> WORK INSTRUCTION
Give only the number of lines in the records that include the string "CompanyRepo".

> INFORMATION PROVIDED
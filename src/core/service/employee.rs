use super::{trim_optional, trim_present};
use crate::{
    core::{
        model::{
            company::Company,
            employee::{Employee, EmployeeInsert, EmployeeUpdate},
            List, Pagination,
        },
        repo::{company::CompanyRepo, employee::EmployeeRepo},
    },
    err,
    error::RosterError,
    map_err,
};
use dto::{EmployeeCreatePayload, EmployeeListing, EmployeeUpdatePayload};
use tracing::info;
use validify::{Validate, Validify};

/// High level operations for employee management.
#[derive(Debug, Clone)]
pub struct EmployeeService<R> {
    pub repo: R,
}

impl<R> EmployeeService<R>
where
    R: EmployeeRepo + CompanyRepo + Send + Sync,
{
    pub fn new(repo: R) -> Self {
        Self { repo }
    }

    /// Get a page of employees along with every company they can be assigned to.
    ///
    /// * `p`: Pagination params.
    pub async fn index(&self, p: Pagination) -> Result<EmployeeListing, RosterError> {
        map_err!(p.validate());
        let employees = EmployeeRepo::list(&self.repo, p).await?;
        let companies = self.repo.list_all().await?;
        Ok(EmployeeListing {
            employees,
            companies,
        })
    }

    /// Get a page of employees.
    ///
    /// * `p`: Pagination params.
    pub async fn list(&self, p: Pagination) -> Result<List<Employee>, RosterError> {
        map_err!(p.validate());
        EmployeeRepo::list(&self.repo, p).await
    }

    /// All companies ordered by name, for selection.
    pub async fn companies(&self) -> Result<Vec<Company>, RosterError> {
        self.repo.list_all().await
    }

    /// Get an employee.
    ///
    /// * `id`: Employee ID.
    pub async fn get(&self, id: i64) -> Result<Employee, RosterError> {
        match EmployeeRepo::get_by_id(&self.repo, id).await? {
            Some(employee) => Ok(employee),
            None => err!(DoesNotExist, "Employee with ID '{id}'"),
        }
    }

    /// Validate the payload and insert the employee.
    ///
    /// * `payload`: Employee data.
    pub async fn create(&self, mut payload: EmployeeCreatePayload) -> Result<Employee, RosterError> {
        trim_optional(&mut payload.email);
        trim_optional(&mut payload.phone);
        map_err!(payload.validify());

        self.ensure_company(payload.company_id).await?;

        let insert = EmployeeInsert {
            company_id: payload.company_id,
            first_name: &payload.first_name,
            last_name: &payload.last_name,
            email: payload.email.as_deref(),
            phone: payload.phone.as_deref(),
        };

        let employee = EmployeeRepo::insert(&self.repo, insert).await?;

        info!(
            "Created employee '{} {}' ({})",
            employee.first_name, employee.last_name, employee.id
        );

        Ok(employee)
    }

    /// Validate the present fields and update the employee. Absent fields keep
    /// their stored values.
    ///
    /// * `id`: Employee ID.
    /// * `payload`: Employee data.
    pub async fn update(
        &self,
        id: i64,
        mut payload: EmployeeUpdatePayload,
    ) -> Result<Employee, RosterError> {
        trim_present(&mut payload.first_name);
        trim_present(&mut payload.last_name);
        trim_optional(&mut payload.email);
        trim_optional(&mut payload.phone);
        map_err!(payload.validify());

        let Some(existing) = EmployeeRepo::get_by_id(&self.repo, id).await? else {
            return err!(DoesNotExist, "Employee with ID '{id}'");
        };

        if let Some(company_id) = payload.company_id {
            if company_id != existing.company_id {
                self.ensure_company(company_id).await?;
            }
        }

        let update = EmployeeUpdate {
            company_id: payload.company_id.unwrap_or(existing.company_id),
            first_name: payload
                .first_name
                .as_deref()
                .unwrap_or(&existing.first_name),
            last_name: payload.last_name.as_deref().unwrap_or(&existing.last_name),
            email: payload.email.as_deref().or(existing.email.as_deref()),
            phone: payload.phone.as_deref().or(existing.phone.as_deref()),
        };

        let Some(employee) = EmployeeRepo::update(&self.repo, id, update).await? else {
            return err!(DoesNotExist, "Employee with ID '{id}'");
        };

        info!(
            "Updated employee '{} {}' ({id})",
            employee.first_name, employee.last_name
        );

        Ok(employee)
    }

    /// Delete an employee.
    ///
    /// * `id`: Employee ID.
    pub async fn delete(&self, id: i64) -> Result<(), RosterError> {
        if EmployeeRepo::remove_by_id(&self.repo, id).await? == 0 {
            return err!(DoesNotExist, "Employee with ID '{id}'");
        }
        info!("Deleted employee ({id})");
        Ok(())
    }

    async fn ensure_company(&self, company_id: i64) -> Result<(), RosterError> {
        if CompanyRepo::get_by_id(&self.repo, company_id).await?.is_none() {
            return err!(InvalidReference, "Company with ID '{company_id}' does not exist");
        }
        Ok(())
    }
}

/// DTOs for employee operations.
pub mod dto {
    use crate::core::model::{company::Company, employee::Employee, List};
    use serde::Deserialize;
    use validify::Validify;

    /// Employee fields for creating. Missing fields fall back to their empty
    /// defaults so validation reports every one of them.
    #[cfg_attr(feature = "http", derive(utoipa::ToSchema))]
    #[derive(Debug, Clone, Default, Deserialize, Validify)]
    #[serde(default)]
    pub struct EmployeeCreatePayload {
        #[modify(trim)]
        #[validate(length(min = 1, max = 255))]
        pub first_name: String,

        #[modify(trim)]
        #[validate(length(min = 1, max = 255))]
        pub last_name: String,

        #[validate(range(min = 1.))]
        pub company_id: i64,

        #[validate(email, length(max = 255))]
        pub email: Option<String>,

        #[validate(length(min = 1, max = 32))]
        pub phone: Option<String>,
    }

    /// Employee fields for updating. Only the present fields are validated and written.
    #[cfg_attr(feature = "http", derive(utoipa::ToSchema))]
    #[derive(Debug, Clone, Default, Deserialize, Validify)]
    pub struct EmployeeUpdatePayload {
        #[validate(length(min = 1, max = 255))]
        pub first_name: Option<String>,

        #[validate(length(min = 1, max = 255))]
        pub last_name: Option<String>,

        #[validate(range(min = 1.))]
        pub company_id: Option<i64>,

        #[validate(email, length(max = 255))]
        pub email: Option<String>,

        #[validate(length(min = 1, max = 32))]
        pub phone: Option<String>,
    }

    /// A page of employees with the full set of companies.
    #[derive(Debug)]
    pub struct EmployeeListing {
        pub employees: List<Employee>,
        pub companies: Vec<Company>,
    }
}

> ANSWER BELOW
3